Particularly galling, Clark said, was the mural in the school’s weight room, which depicted a muscular caricature of Stuart.

“I couldn’t focus in the weight room, and I eventually started finding reasons not to lift,” she said. “White athletes could train without having to think of anything but their personal success, while I had to juggle thinking of my accomplishments and white supremacy in every single space I was in. That was not who we should aspire to be.”

While she supported her fellow student-athletes, she stuck to cheering them individually, never shouting her school’s name or their nickname, the Raiders. 

“I knew it would make my family’s hearts break if they heard me,” she said. “Every time I’d PR, every time I’d win my heat, every time I’d win a race, I’d hear my name and then Stuart’s, my happiness would dim a little. Nothing I did would stand alone, it would always stand with this terrible, horrible man and give more praise to a school that honored a white supremacist who fought to keep my ancestors in chains.”

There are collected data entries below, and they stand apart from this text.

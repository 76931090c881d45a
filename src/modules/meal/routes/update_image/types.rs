pub mod request {
    use crate::modules::auth::middleware::ChefAuth;
    use axum_typed_multipart::{FieldData, TryFromMultipart};
    use tempfile::NamedTempFile;

    #[derive(TryFromMultipart)]
    pub struct Body {
        #[form_data(limit = "10MiB")]
        pub image: FieldData<NamedTempFile>,
    }

    pub struct Payload {
        pub auth: ChefAuth,
        pub id: String,
        pub body: Body,
    }
}

pub mod response {
    use crate::modules::meal::repository::Meal;
    use axum::{extract::Json, http::StatusCode, response::IntoResponse};
    use serde_json::json;

    pub enum Success {
        ImageUpdated(Meal),
    }

    impl IntoResponse for Success {
        fn into_response(self) -> axum::response::Response {
            match self {
                Self::ImageUpdated(meal) => (
                    StatusCode::OK,
                    Json(json!({ "message": "Meal image updated", "data": meal })),
                )
                    .into_response(),
            }
        }
    }

    pub enum Error {
        MealNotFound,
        NotMealOwner,
        FailedToUploadImage,
        FailedToUpdateMeal,
    }

    impl IntoResponse for Error {
        fn into_response(self) -> axum::response::Response {
            match self {
                Self::MealNotFound => (
                    StatusCode::NOT_FOUND,
                    Json(json!({ "error": "Meal not found" })),
                )
                    .into_response(),
                Self::NotMealOwner => (
                    StatusCode::FORBIDDEN,
                    Json(json!({ "error": "You can only manage your own meals" })),
                )
                    .into_response(),
                Self::FailedToUploadImage => (
                    StatusCode::INTERNAL_SERVER_ERROR,
                    Json(json!({ "error": "Failed to upload image" })),
                )
                    .into_response(),
                Self::FailedToUpdateMeal => (
                    StatusCode::INTERNAL_SERVER_ERROR,
                    Json(json!({ "error": "Failed to update meal" })),
                )
                    .into_response(),
            }
        }
    }

    pub type Response = Result<Success, Error>;
}
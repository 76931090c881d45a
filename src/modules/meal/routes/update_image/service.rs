use super::types::{request, response};
use crate::{
    modules::{chef, meal::repository},
    types::Context,
    utils::storage,
};
use std::{io::Read, sync::Arc};

pub async fn service(ctx: Arc<Context>, mut payload: request::Payload) -> response::Response {
    let meal = repository::find_by_id(&ctx.db_conn.pool, payload.id)
        .await
        .map_err(|_| response::Error::FailedToUpdateMeal)?
        .ok_or(response::Error::MealNotFound)?;

    let chef =
        chef::repository::find_by_account_id(&ctx.db_conn.pool, payload.auth.identity.account_id)
            .await
            .map_err(|_| response::Error::FailedToUpdateMeal)?;

    if chef.map(|chef| chef.id) != Some(meal.chef_id.clone()) {
        return Err(response::Error::NotMealOwner);
    }

    let mut buf: Vec<u8> = vec![];
    payload
        .body
        .image
        .contents
        .read_to_end(&mut buf)
        .map_err(|err| {
            tracing::error!("Failed to read the uploaded file {:?}", err);
            response::Error::FailedToUploadImage
        })?;

    let image = storage::replace_file(ctx.storage.clone(), meal.image.map(|image| image.0), buf)
        .await
        .map_err(|_| response::Error::FailedToUploadImage)?;

    repository::update_image_by_id(&ctx.db_conn.pool, meal.id, image)
        .await
        .map_err(|_| response::Error::FailedToUpdateMeal)
        .map(response::Success::ImageUpdated)
}
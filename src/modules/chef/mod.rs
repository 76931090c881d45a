pub mod discovery;
pub mod logistics;
pub mod repository;
mod routes;

pub use routes::get_router;
pub mod request {
    use crate::modules::auth::middleware::ChefAuth;

    pub struct Payload {
        pub auth: ChefAuth,
        pub id: String,
    }
}

pub mod response {
    use crate::modules::order::repository::Order;
    use axum::{extract::Json, http::StatusCode, response::IntoResponse};
    use serde_json::json;

    pub enum Success {
        OrderCompleted(Order),
    }

    impl IntoResponse for Success {
        fn into_response(self) -> axum::response::Response {
            match self {
                Self::OrderCompleted(order) => (
                    StatusCode::OK,
                    Json(json!({ "message": "Order marked as completed", "data": order })),
                )
                    .into_response(),
            }
        }
    }

    pub enum Error {
        OrderNotFound,
        NotOrderChef,
        FailedToCompleteOrder,
    }

    impl IntoResponse for Error {
        fn into_response(self) -> axum::response::Response {
            match self {
                Self::OrderNotFound => (
                    StatusCode::NOT_FOUND,
                    Json(json!({ "error": "Order not found" })),
                )
                    .into_response(),
                Self::NotOrderChef => (
                    StatusCode::FORBIDDEN,
                    Json(json!({ "error": "This order belongs to another kitchen" })),
                )
                    .into_response(),
                Self::FailedToCompleteOrder => (
                    StatusCode::INTERNAL_SERVER_ERROR,
                    Json(json!({ "error": "Failed to complete order" })),
                )
                    .into_response(),
            }
        }
    }

    pub type Response = Result<Success, Error>;
}
use super::handler;
use crate::types::Context;
use axum::routing::{get, Router};
use std::sync::Arc;

pub fn get_router() -> Router<Arc<Context>> {
    Router::new().route("/profile/dashboard", get(handler::handler))
}
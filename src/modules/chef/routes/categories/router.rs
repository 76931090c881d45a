use super::handler;
use crate::types::Context;
use axum::routing::{get, Router};
use std::sync::Arc;

pub fn get_router() -> Router<Arc<Context>> {
    Router::new().route("/categories", get(handler::handler))
}
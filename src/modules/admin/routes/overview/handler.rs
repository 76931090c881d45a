use super::service::service;
use crate::{modules::auth::middleware::AdminAuth, types::Context};
use axum::{extract::State, response::IntoResponse};
use std::sync::Arc;

pub async fn handler(_: AdminAuth, State(ctx): State<Arc<Context>>) -> impl IntoResponse {
    service(ctx).await
}
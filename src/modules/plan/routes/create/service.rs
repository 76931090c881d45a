use super::types::{request, response};
use crate::{
    modules::{chef, plan::repository},
    types::Context,
    utils::money,
};
use std::sync::Arc;
use validator::Validate;

pub async fn service(ctx: Arc<Context>, payload: request::Payload) -> response::Response {
    payload.body.validate().map_err(|errors| {
        tracing::warn!("Failed to validate payload: {errors}");
        response::Error::FailedToValidate(errors)
    })?;

    if money::is_negative(&payload.body.price) {
        return Err(response::Error::InvalidPrice);
    }

    let chef =
        chef::repository::find_by_account_id(&ctx.db_conn.pool, payload.auth.identity.account_id)
            .await
            .map_err(|_| response::Error::FailedToCreatePlan)?
            .ok_or(response::Error::ChefNotOnboarded)?;

    repository::create(
        &ctx.db_conn.pool,
        repository::CreateMenuPlanPayload {
            chef_id: chef.id,
            title: payload.body.title.trim().to_string(),
            description: payload.body.description,
            price: payload.body.price,
            duration: payload.body.duration,
            meals_per_week: payload.body.meals_per_week,
        },
    )
    .await
    .map_err(|_| response::Error::FailedToCreatePlan)
    .map(response::Success::PlanCreated)
}
use super::repository::account;
use crate::modules::{chef, profile};
use async_trait::async_trait;
use serde::{Deserialize, Serialize};
use sqlx::PgPool;
use std::{fmt, str::FromStr};

#[derive(Serialize, Deserialize, Clone, Copy, Debug, PartialEq, Eq, Hash)]
#[serde(rename_all = "lowercase")]
pub enum Role {
    Chef,
    Foodie,
    Admin,
}

impl Role {
    pub fn parse(raw: &str) -> Option<Self> {
        match raw {
            "chef" => Some(Self::Chef),
            "foodie" => Some(Self::Foodie),
            "admin" => Some(Self::Admin),
            _ => None,
        }
    }

    pub fn as_str(&self) -> &'static str {
        match self {
            Self::Chef => "chef",
            Self::Foodie => "foodie",
            Self::Admin => "admin",
        }
    }
}

impl fmt::Display for Role {
    fn fmt(&self, f: &mut fmt::Formatter<'_>) -> fmt::Result {
        f.write_str(self.as_str())
    }
}

/// Where an account's role is read from.
#[derive(Clone, Debug, PartialEq)]
pub enum RoleSource {
    /// `accounts.metadata.role`, written at sign-up.
    Metadata,
    /// `profiles.role`.
    Profile,
}

impl FromStr for RoleSource {
    type Err = String;

    fn from_str(raw: &str) -> Result<Self, Self::Err> {
        match raw.trim().to_lowercase().as_ref() {
            "metadata" => Ok(Self::Metadata),
            "profile" => Ok(Self::Profile),
            other => Err(format!("Unknown role source: {}", other)),
        }
    }
}

#[derive(Serialize, Deserialize, Clone, Debug, PartialEq)]
pub struct Identity {
    pub account_id: String,
    pub email: String,
    pub role: Option<Role>,
    pub chef_id: Option<String>,
}

#[derive(Debug)]
pub enum Error {
    UnexpectedError,
    AccountNotFound,
}

/// A configured admin email wins over whatever the source says; otherwise
/// only the selected source is consulted. Emails compare the way sign-up
/// stores them: trimmed and lowercased.
pub fn resolve_role(
    source: &RoleSource,
    admin_email: Option<&str>,
    email: &str,
    metadata_role: Option<&str>,
    profile_role: Option<&str>,
) -> Option<Role> {
    if admin_email
        .is_some_and(|admin_email| normalize_email(admin_email) == normalize_email(email))
    {
        return Some(Role::Admin);
    }

    match source {
        RoleSource::Metadata => metadata_role.and_then(Role::parse),
        RoleSource::Profile => profile_role.and_then(Role::parse),
    }
}

pub fn normalize_email(email: &str) -> String {
    email.trim().to_lowercase()
}

#[async_trait]
pub trait IdentityResolver: Send + Sync {
    async fn resolve(&self, account_id: &str) -> Result<Identity, Error>;
}

pub struct DatabaseResolver {
    pub pool: PgPool,
    pub source: RoleSource,
    pub admin_email: Option<String>,
}

#[async_trait]
impl IdentityResolver for DatabaseResolver {
    async fn resolve(&self, account_id: &str) -> Result<Identity, Error> {
        let account = account::find_by_id(&self.pool, account_id.to_string())
            .await
            .map_err(|_| Error::UnexpectedError)?
            .ok_or(Error::AccountNotFound)?;

        let profile_role = match self.source {
            RoleSource::Profile => {
                profile::repository::find_by_id(&self.pool, account.id.clone())
                    .await
                    .map_err(|_| Error::UnexpectedError)?
                    .and_then(|profile| profile.role)
            }
            RoleSource::Metadata => None,
        };

        let role = resolve_role(
            &self.source,
            self.admin_email.as_deref(),
            &account.email,
            account.metadata.role.as_deref(),
            profile_role.as_deref(),
        );

        let chef_id = match role {
            Some(Role::Chef) => chef::repository::find_by_account_id(&self.pool, account.id.clone())
                .await
                .map_err(|_| Error::UnexpectedError)?
                .map(|chef| chef.id),
            _ => None,
        };

        Ok(Identity {
            account_id: account.id,
            email: account.email,
            role,
            chef_id,
        })
    }
}

#[cfg(test)]
mod tests {
    use super::*;

    #[test]
    fn parses_known_roles_only() {
        assert_eq!(Role::parse("chef"), Some(Role::Chef));
        assert_eq!(Role::parse("foodie"), Some(Role::Foodie));
        assert_eq!(Role::parse("admin"), Some(Role::Admin));
        assert_eq!(Role::parse("Chef"), None);
        assert_eq!(Role::parse(""), None);
    }

    #[test]
    fn reads_the_configured_source() {
        let metadata = resolve_role(
            &RoleSource::Metadata,
            None,
            "a@b.co",
            Some("chef"),
            Some("foodie"),
        );
        let profile = resolve_role(
            &RoleSource::Profile,
            None,
            "a@b.co",
            Some("chef"),
            Some("foodie"),
        );

        assert_eq!(metadata, Some(Role::Chef));
        assert_eq!(profile, Some(Role::Foodie));
    }

    #[test]
    fn does_not_fall_back_to_the_other_source() {
        let role = resolve_role(&RoleSource::Profile, None, "a@b.co", Some("chef"), None);
        assert_eq!(role, None);
    }

    #[test]
    fn admin_email_overrides_any_stored_role() {
        let admin = Some("desk@qavaeat.com");

        assert_eq!(
            resolve_role(&RoleSource::Profile, admin, "desk@qavaeat.com", None, Some("foodie")),
            Some(Role::Admin)
        );
        assert_eq!(
            resolve_role(&RoleSource::Profile, admin, "chef@qavaeat.com", None, Some("foodie")),
            Some(Role::Foodie)
        );
    }

    #[test]
    fn mixed_case_admin_email_matches_the_stored_address() {
        let stored = normalize_email(" Desk@Qavaeat.com ");

        assert_eq!(stored, "desk@qavaeat.com");
        assert_eq!(
            resolve_role(
                &RoleSource::Profile,
                Some("Desk@Qavaeat.com"),
                &stored,
                None,
                Some("foodie")
            ),
            Some(Role::Admin)
        );
        assert_eq!(
            resolve_role(&RoleSource::Metadata, Some(" DESK@qavaeat.com\n"), &stored, None, None),
            Some(Role::Admin)
        );
    }

    #[test]
    fn unknown_role_strings_are_unresolvable() {
        let role = resolve_role(&RoleSource::Metadata, None, "a@b.co", Some("owner"), None);
        assert_eq!(role, None);
    }

    #[test]
    fn role_source_parsing() {
        assert_eq!("metadata".parse::<RoleSource>(), Ok(RoleSource::Metadata));
        assert_eq!(" Profile ".parse::<RoleSource>(), Ok(RoleSource::Profile));
        assert!("chefs".parse::<RoleSource>().is_err());
    }
}
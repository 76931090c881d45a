use super::{service::service, types::request};
use crate::{modules::auth::middleware::FoodieAuth, types::Context};
use axum::{
    extract::{Path, State},
    response::IntoResponse,
};
use std::sync::Arc;

pub async fn handler(
    State(ctx): State<Arc<Context>>,
    auth: FoodieAuth,
    Path(id): Path<String>,
) -> impl IntoResponse {
    service(ctx, request::Payload { auth, id }).await
}
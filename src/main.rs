use qavaeat_backend_rs::app::App;
use tracing_subscriber::prelude::*;

fn init_tracing() {
    tracing_subscriber::registry()
        .with(tracing_subscriber::fmt::layer())
        .with(tracing_subscriber::EnvFilter::from_default_env())
        .init();
}

#[tokio::main]
async fn main() {
    init_tracing();

    let app = App::new().await;

    if let Err(err) = app.serve().await {
        tracing::error!("Server stopped: {}", err);
        std::process::exit(1);
    }
}
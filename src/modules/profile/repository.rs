use chrono::NaiveDateTime;
use serde::{Deserialize, Serialize};
use sqlx::{FromRow, PgExecutor};

#[derive(FromRow, Serialize, Deserialize, Clone, Debug)]
pub struct Profile {
    pub id: String,
    pub email: String,
    pub full_name: String,
    pub role: Option<String>,
    pub location: Option<String>,
    pub phone: Option<String>,
    pub created_at: NaiveDateTime,
    pub updated_at: Option<NaiveDateTime>,
}

pub struct CreateProfilePayload {
    pub id: String,
    pub email: String,
    pub full_name: String,
    pub role: Option<String>,
}

#[derive(Debug)]
pub enum Error {
    UnexpectedError,
}

pub async fn create<'e, E: PgExecutor<'e>>(
    e: E,
    payload: CreateProfilePayload,
) -> Result<Profile, Error> {
    sqlx::query_as::<_, Profile>(
        "
        INSERT INTO profiles (id, email, full_name, role)
        VALUES ($1, $2, $3, $4)
        RETURNING *
        ",
    )
    .bind(payload.id.clone())
    .bind(payload.email)
    .bind(payload.full_name)
    .bind(payload.role)
    .fetch_one(e)
    .await
    .map_err(|err| {
        tracing::error!(
            "Error occurred while creating profile for account {}: {}",
            payload.id,
            err
        );
        Error::UnexpectedError
    })
}

pub async fn find_by_id<'e, E: PgExecutor<'e>>(e: E, id: String) -> Result<Option<Profile>, Error> {
    sqlx::query_as::<_, Profile>("SELECT * FROM profiles WHERE id = $1")
        .bind(id.clone())
        .fetch_optional(e)
        .await
        .map_err(|err| {
            tracing::error!("Error occurred while fetching profile {}: {}", id, err);
            Error::UnexpectedError
        })
}

pub async fn update_full_name<'e, E: PgExecutor<'e>>(
    e: E,
    id: String,
    full_name: String,
) -> Result<Option<Profile>, Error> {
    sqlx::query_as::<_, Profile>(
        "
        UPDATE profiles
        SET full_name = $2, updated_at = NOW()
        WHERE id = $1
        RETURNING *
        ",
    )
    .bind(id.clone())
    .bind(full_name)
    .fetch_optional(e)
    .await
    .map_err(|err| {
        tracing::error!("Error occurred while updating profile {}: {}", id, err);
        Error::UnexpectedError
    })
}

pub struct UpdateContactPayload {
    pub location: Option<String>,
    pub phone: Option<String>,
}

/// Absent fields keep their stored value.
pub async fn update_contact<'e, E: PgExecutor<'e>>(
    e: E,
    id: String,
    payload: UpdateContactPayload,
) -> Result<(), Error> {
    sqlx::query(
        "
        UPDATE profiles
        SET
            location = COALESCE($2, location),
            phone = COALESCE($3, phone),
            updated_at = NOW()
        WHERE id = $1
        ",
    )
    .bind(id.clone())
    .bind(payload.location)
    .bind(payload.phone)
    .execute(e)
    .await
    .map(|_| ())
    .map_err(|err| {
        tracing::error!("Error occurred while updating contact of profile {}: {}", id, err);
        Error::UnexpectedError
    })
}

pub async fn count<'e, E: PgExecutor<'e>>(e: E) -> Result<i64, Error> {
    sqlx::query_scalar::<_, i64>("SELECT COUNT(*) FROM profiles")
        .fetch_one(e)
        .await
        .map_err(|err| {
            tracing::error!("Error occurred while counting profiles: {}", err);
            Error::UnexpectedError
        })
}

Clark, now a sophomore at the University of North Carolina, faced opposition and criticism during and after her campaign, including incidents in class as a senior when students yelled racial slurs in her company. But the effort was worth it.

When Justice traveled to the Penn Relays, Clark and her teammates got to debut their new identity to the track world, which was more of her realm than cross country. 

“We got to run for Justice on an international stage,” she said. “I felt like I could actually breathe and take pride in seeing that school next to our names.”